Effects of Exposure to Ultrafine Carbon Particles in Healthy Subjects and Subjects with Asthma

Mark W Frampton
Mark J Utell
Wojciech Zareba
Günter Oberdörster
Christopher Cox
Li-Shan Huang
Paul E Morrow
F Eun-Hyung Lee
David Chalupa
Lauren M Frasier
Donna M Speers
Judith Stewart
December 2004
Research Report 126

Dr. Frampton and his colleagues evaluated the effects of exposing healthy and mildly asthmatic men and women to laboratory-generated ultrafine carbon particles. They hypothesized that ultrafine particle exposure would activate leukocytes and endothelial cells and lead to an inflammatory response in the airway and in the blood; and that it also might affect respiration and cardiac electrophysiologic function. They further hypothesized that effects would be greater in people with asthma than in healthy people.

Time-Series Analysis of Air Pollution and Mortality: A Statistical Review

Francesca Dominici
December 2004
Research Report 123

This report describes a study funded under the Walter A. Rosenblith New Investigator Award. Dr Francesca Dominici and colleagues at Johns Hopkins University developed more flexible methods and statistical models for the National Morbidity, Mortality, and Air Pollution Study database.

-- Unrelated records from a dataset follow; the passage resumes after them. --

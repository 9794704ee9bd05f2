//! PostgreSQL repositories.

use async_trait::async_trait;
use chrono::{DateTime, Utc};
use sqlx::{FromRow, PgPool};
use uuid::Uuid;

use super::{DeliveryFilter, DeliveryRepository, EndpointRepository};
use crate::circuit_breaker::FailureTally;
use crate::error::WebhookError;
use crate::models::{
    AttemptUpdate, CreateDelivery, CreateEndpoint, DeliveryStatus, UpdateEndpoint,
    WebhookDelivery, WebhookEndpoint, WILDCARD_EVENT,
};

const ENDPOINT_COLUMNS: &str = "id, tenant_id, url, description, secret_encrypted, \
     subscribed_events, active, failure_count, disabled_at, last_triggered_at, \
     created_at, updated_at";

const DELIVERY_COLUMNS: &str = "id, tenant_id, endpoint_id, event_id, event_type, payload, \
     attempt, status, response_code, response_body, latency_ms, delivered_at, \
     next_retry_at, abandoned_at, created_at, updated_at";

/// `EndpointRepository` over the `webhook_endpoints` table.
#[derive(Clone)]
pub struct PgEndpointRepository {
    pool: PgPool,
}

impl PgEndpointRepository {
    #[must_use]
    pub fn new(pool: PgPool) -> Self {
        Self { pool }
    }
}

#[derive(FromRow)]
struct FailureRow {
    failure_count: i32,
    disabled_at: Option<DateTime<Utc>>,
    tripped: bool,
}

#[async_trait]
impl EndpointRepository for PgEndpointRepository {
    async fn create(&self, input: CreateEndpoint) -> Result<WebhookEndpoint, WebhookError> {
        let endpoint = sqlx::query_as(&format!(
            r"
            INSERT INTO webhook_endpoints
                (id, tenant_id, url, description, secret_encrypted, subscribed_events)
            VALUES ($1, $2, $3, $4, $5, $6)
            RETURNING {ENDPOINT_COLUMNS}
            "
        ))
        .bind(Uuid::new_v4())
        .bind(input.tenant_id)
        .bind(&input.url)
        .bind(&input.description)
        .bind(&input.secret_encrypted)
        .bind(&input.subscribed_events)
        .fetch_one(&self.pool)
        .await?;
        Ok(endpoint)
    }

    async fn find_by_id(
        &self,
        tenant_id: Uuid,
        id: Uuid,
    ) -> Result<Option<WebhookEndpoint>, WebhookError> {
        let endpoint = sqlx::query_as(&format!(
            r"
            SELECT {ENDPOINT_COLUMNS} FROM webhook_endpoints
            WHERE id = $1 AND tenant_id = $2
            "
        ))
        .bind(id)
        .bind(tenant_id)
        .fetch_optional(&self.pool)
        .await?;
        Ok(endpoint)
    }

    async fn list_by_tenant(
        &self,
        tenant_id: Uuid,
        limit: i64,
        offset: i64,
    ) -> Result<Vec<WebhookEndpoint>, WebhookError> {
        let endpoints = sqlx::query_as(&format!(
            r"
            SELECT {ENDPOINT_COLUMNS} FROM webhook_endpoints
            WHERE tenant_id = $1
            ORDER BY created_at ASC, id ASC
            LIMIT $2 OFFSET $3
            "
        ))
        .bind(tenant_id)
        .bind(limit)
        .bind(offset)
        .fetch_all(&self.pool)
        .await?;
        Ok(endpoints)
    }

    async fn count_by_tenant(&self, tenant_id: Uuid) -> Result<i64, WebhookError> {
        let count: i64 =
            sqlx::query_scalar("SELECT COUNT(*) FROM webhook_endpoints WHERE tenant_id = $1")
                .bind(tenant_id)
                .fetch_one(&self.pool)
                .await?;
        Ok(count)
    }

    async fn find_eligible_for_event(
        &self,
        tenant_id: Uuid,
        event_type: &str,
    ) -> Result<Vec<WebhookEndpoint>, WebhookError> {
        let endpoints = sqlx::query_as(&format!(
            r"
            SELECT {ENDPOINT_COLUMNS} FROM webhook_endpoints
            WHERE tenant_id = $1
              AND active = TRUE
              AND disabled_at IS NULL
              AND ($2 = ANY(subscribed_events) OR $3 = ANY(subscribed_events))
            ORDER BY created_at ASC, id ASC
            "
        ))
        .bind(tenant_id)
        .bind(event_type)
        .bind(WILDCARD_EVENT)
        .fetch_all(&self.pool)
        .await?;
        Ok(endpoints)
    }

    async fn update(
        &self,
        tenant_id: Uuid,
        id: Uuid,
        changes: UpdateEndpoint,
    ) -> Result<Option<WebhookEndpoint>, WebhookError> {
        let endpoint = sqlx::query_as(&format!(
            r"
            UPDATE webhook_endpoints
            SET url = COALESCE($3, url),
                description = COALESCE($4, description),
                subscribed_events = COALESCE($5, subscribed_events),
                active = COALESCE($6::boolean, active),
                disabled_at = CASE
                    WHEN $6::boolean IS NULL THEN disabled_at
                    WHEN $6::boolean THEN NULL
                    ELSE COALESCE(disabled_at, NOW())
                END,
                updated_at = NOW()
            WHERE id = $1 AND tenant_id = $2
            RETURNING {ENDPOINT_COLUMNS}
            "
        ))
        .bind(id)
        .bind(tenant_id)
        .bind(&changes.url)
        .bind(&changes.description)
        .bind(&changes.subscribed_events)
        .bind(changes.active)
        .fetch_optional(&self.pool)
        .await?;
        Ok(endpoint)
    }

    async fn delete(&self, tenant_id: Uuid, id: Uuid) -> Result<bool, WebhookError> {
        let result = sqlx::query("DELETE FROM webhook_endpoints WHERE id = $1 AND tenant_id = $2")
            .bind(id)
            .bind(tenant_id)
            .execute(&self.pool)
            .await?;
        Ok(result.rows_affected() > 0)
    }

    async fn set_secret(
        &self,
        tenant_id: Uuid,
        id: Uuid,
        secret_encrypted: &str,
    ) -> Result<Option<WebhookEndpoint>, WebhookError> {
        let endpoint = sqlx::query_as(&format!(
            r"
            UPDATE webhook_endpoints
            SET secret_encrypted = $3, updated_at = NOW()
            WHERE id = $1 AND tenant_id = $2
            RETURNING {ENDPOINT_COLUMNS}
            "
        ))
        .bind(id)
        .bind(tenant_id)
        .bind(secret_encrypted)
        .fetch_optional(&self.pool)
        .await?;
        Ok(endpoint)
    }

    async fn deactivate(
        &self,
        tenant_id: Uuid,
        id: Uuid,
        now: DateTime<Utc>,
    ) -> Result<Option<WebhookEndpoint>, WebhookError> {
        let endpoint = sqlx::query_as(&format!(
            r"
            UPDATE webhook_endpoints
            SET active = FALSE,
                disabled_at = COALESCE(disabled_at, $3),
                updated_at = NOW()
            WHERE id = $1 AND tenant_id = $2
            RETURNING {ENDPOINT_COLUMNS}
            "
        ))
        .bind(id)
        .bind(tenant_id)
        .bind(now)
        .fetch_optional(&self.pool)
        .await?;
        Ok(endpoint)
    }

    async fn reactivate(
        &self,
        tenant_id: Uuid,
        id: Uuid,
    ) -> Result<Option<WebhookEndpoint>, WebhookError> {
        let endpoint = sqlx::query_as(&format!(
            r"
            UPDATE webhook_endpoints
            SET active = TRUE, disabled_at = NULL, updated_at = NOW()
            WHERE id = $1 AND tenant_id = $2
            RETURNING {ENDPOINT_COLUMNS}
            "
        ))
        .bind(id)
        .bind(tenant_id)
        .fetch_optional(&self.pool)
        .await?;
        Ok(endpoint)
    }

    async fn reset_circuit_breaker(
        &self,
        tenant_id: Uuid,
        id: Uuid,
    ) -> Result<Option<WebhookEndpoint>, WebhookError> {
        let endpoint = sqlx::query_as(&format!(
            r"
            UPDATE webhook_endpoints
            SET disabled_at = NULL, failure_count = 0, updated_at = NOW()
            WHERE id = $1 AND tenant_id = $2
            RETURNING {ENDPOINT_COLUMNS}
            "
        ))
        .bind(id)
        .bind(tenant_id)
        .fetch_optional(&self.pool)
        .await?;
        Ok(endpoint)
    }

    async fn record_failure(
        &self,
        tenant_id: Uuid,
        id: Uuid,
        threshold: i32,
        now: DateTime<Utc>,
    ) -> Result<Option<FailureTally>, WebhookError> {
        // The row lock taken by `prev` serialises concurrent increments; the
        // CASE mirrors circuit_breaker::evaluate.
        let row: Option<FailureRow> = sqlx::query_as(
            r"
            WITH prev AS (
                SELECT id, disabled_at FROM webhook_endpoints
                WHERE id = $1 AND tenant_id = $2
                FOR UPDATE
            )
            UPDATE webhook_endpoints e
            SET failure_count = e.failure_count + 1,
                disabled_at = CASE
                    WHEN e.disabled_at IS NULL AND e.failure_count + 1 >= $3 THEN $4
                    ELSE e.disabled_at
                END,
                updated_at = NOW()
            FROM prev
            WHERE e.id = prev.id
            RETURNING e.failure_count,
                      e.disabled_at,
                      (prev.disabled_at IS NULL AND e.disabled_at IS NOT NULL) AS tripped
            ",
        )
        .bind(id)
        .bind(tenant_id)
        .bind(threshold)
        .bind(now)
        .fetch_optional(&self.pool)
        .await?;

        Ok(row.map(|r| FailureTally {
            failure_count: r.failure_count,
            disabled_at: r.disabled_at,
            tripped: r.tripped,
        }))
    }

    async fn record_success(&self, tenant_id: Uuid, id: Uuid) -> Result<(), WebhookError> {
        sqlx::query(
            r"
            UPDATE webhook_endpoints
            SET failure_count = 0, updated_at = NOW()
            WHERE id = $1 AND tenant_id = $2
            ",
        )
        .bind(id)
        .bind(tenant_id)
        .execute(&self.pool)
        .await?;
        Ok(())
    }

    async fn touch_last_triggered(
        &self,
        tenant_id: Uuid,
        id: Uuid,
        at: DateTime<Utc>,
    ) -> Result<(), WebhookError> {
        sqlx::query(
            r"
            UPDATE webhook_endpoints
            SET last_triggered_at = $3
            WHERE id = $1 AND tenant_id = $2
            ",
        )
        .bind(id)
        .bind(tenant_id)
        .bind(at)
        .execute(&self.pool)
        .await?;
        Ok(())
    }
}

/// `DeliveryRepository` over the `webhook_deliveries` table.
#[derive(Clone)]
pub struct PgDeliveryRepository {
    pool: PgPool,
}

impl PgDeliveryRepository {
    #[must_use]
    pub fn new(pool: PgPool) -> Self {
        Self { pool }
    }
}

#[async_trait]
impl DeliveryRepository for PgDeliveryRepository {
    async fn create(&self, input: CreateDelivery) -> Result<WebhookDelivery, WebhookError> {
        let delivery = sqlx::query_as(&format!(
            r"
            INSERT INTO webhook_deliveries
                (id, tenant_id, endpoint_id, event_id, event_type, payload, attempt, status)
            VALUES ($1, $2, $3, $4, $5, $6, 1, $7)
            RETURNING {DELIVERY_COLUMNS}
            "
        ))
        .bind(Uuid::new_v4())
        .bind(input.tenant_id)
        .bind(input.endpoint_id)
        .bind(input.event_id)
        .bind(&input.event_type)
        .bind(&input.payload)
        .bind(DeliveryStatus::Pending.as_str())
        .fetch_one(&self.pool)
        .await?;
        Ok(delivery)
    }

    async fn find_by_id(
        &self,
        tenant_id: Uuid,
        id: Uuid,
    ) -> Result<Option<WebhookDelivery>, WebhookError> {
        let delivery = sqlx::query_as(&format!(
            r"
            SELECT {DELIVERY_COLUMNS} FROM webhook_deliveries
            WHERE id = $1 AND tenant_id = $2
            "
        ))
        .bind(id)
        .bind(tenant_id)
        .fetch_optional(&self.pool)
        .await?;
        Ok(delivery)
    }

    async fn list_by_endpoint(
        &self,
        tenant_id: Uuid,
        endpoint_id: Uuid,
        filter: DeliveryFilter,
    ) -> Result<Vec<WebhookDelivery>, WebhookError> {
        let deliveries = sqlx::query_as(&format!(
            r"
            SELECT {DELIVERY_COLUMNS} FROM webhook_deliveries
            WHERE tenant_id = $1
              AND endpoint_id = $2
              AND ($3::varchar IS NULL OR status = $3)
            ORDER BY created_at DESC, id DESC
            LIMIT $4 OFFSET $5
            "
        ))
        .bind(tenant_id)
        .bind(endpoint_id)
        .bind(filter.status.map(|s| s.as_str()))
        .bind(filter.limit)
        .bind(filter.offset)
        .fetch_all(&self.pool)
        .await?;
        Ok(deliveries)
    }

    async fn count_by_endpoint(
        &self,
        tenant_id: Uuid,
        endpoint_id: Uuid,
        status: Option<DeliveryStatus>,
    ) -> Result<i64, WebhookError> {
        let count: i64 = sqlx::query_scalar(
            r"
            SELECT COUNT(*) FROM webhook_deliveries
            WHERE tenant_id = $1
              AND endpoint_id = $2
              AND ($3::varchar IS NULL OR status = $3)
            ",
        )
        .bind(tenant_id)
        .bind(endpoint_id)
        .bind(status.map(|s| s.as_str()))
        .fetch_one(&self.pool)
        .await?;
        Ok(count)
    }

    async fn record_attempt(
        &self,
        tenant_id: Uuid,
        id: Uuid,
        expected_attempt: i32,
        update: AttemptUpdate,
    ) -> Result<Option<WebhookDelivery>, WebhookError> {
        let delivery = sqlx::query_as(&format!(
            r"
            UPDATE webhook_deliveries
            SET status = $4,
                attempt = $5,
                response_code = $6,
                response_body = $7,
                latency_ms = $8,
                delivered_at = $9,
                next_retry_at = $10,
                abandoned_at = NULL,
                updated_at = NOW()
            WHERE id = $1 AND tenant_id = $2
              AND attempt = $3
              AND status <> 'success'
            RETURNING {DELIVERY_COLUMNS}
            "
        ))
        .bind(id)
        .bind(tenant_id)
        .bind(expected_attempt)
        .bind(update.status.as_str())
        .bind(update.attempt)
        .bind(update.response_code)
        .bind(&update.response_body)
        .bind(update.latency_ms)
        .bind(update.delivered_at)
        .bind(update.next_retry_at)
        .fetch_optional(&self.pool)
        .await?;
        Ok(delivery)
    }

    async fn list_unfinished(&self) -> Result<Vec<WebhookDelivery>, WebhookError> {
        let deliveries = sqlx::query_as(&format!(
            r"
            SELECT {DELIVERY_COLUMNS} FROM webhook_deliveries
            WHERE status IN ('pending', 'retrying')
              AND abandoned_at IS NULL
            ORDER BY created_at ASC
            "
        ))
        .fetch_all(&self.pool)
        .await?;
        Ok(deliveries)
    }

    async fn mark_abandoned(
        &self,
        tenant_id: Uuid,
        id: Uuid,
        expected_attempt: i32,
        at: DateTime<Utc>,
    ) -> Result<bool, WebhookError> {
        let result = sqlx::query(
            r"
            UPDATE webhook_deliveries
            SET abandoned_at = COALESCE(abandoned_at, $4)
            WHERE id = $1 AND tenant_id = $2
              AND attempt = $3
              AND status IN ('pending', 'retrying')
            ",
        )
        .bind(id)
        .bind(tenant_id)
        .bind(expected_attempt)
        .bind(at)
        .execute(&self.pool)
        .await?;
        Ok(result.rows_affected() > 0)
    }
}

Uptake Distribution of Ozone in Human Lungs: Intersubject Variability in Physiologic Response

James S Ultman
Abdellaziz Ben-Jebria
Steven F Arnold
November 2004
Research Report 125

Dr James Ultman and colleagues at Pennsylvania State University recruited 32 men and 28 women to examine differences in ozone uptake in the lung. The subjects (all non smokers) first took a series of single breaths of air–ozone mixtures, which allowed the investigators to examine how ozone was distributed in the airways and where the major fraction of ozone was taken up. In a follow-up test, the subjects pedaled a bicycle ergometer to produce conditions of moderate exercise for one hour while breathing clean air, followed by a third test while breathing ozone at 0.25 ppm).

Evaluation of a Personal and Microenvironmental Aerosol Speciation Sampler (PMASS)

Alison S Geyh
Susanne Hering
Nathan Kreisberg
Walter John
November 2004
Research Report 122

Dr Alison S Geyh and colleagues at Johns Hopkins University evaluated the personal and microenvironmental aerosol speciation sampler (PMASS) prototype developed by Dr. Susanne Hering with HEI funding (HEI Research Report 114). The precision and accuracy of the prototype, which measures PM2.5 mass, elemental and organic carbon, sulfate, and nitrate, was evaluated in two locations with different PM composition. Baltimore, Maryland (outdoors), and Fresno, California (indoors). Geyh and colleagues set a target of 10% precision and 10% accuracy for all species measured.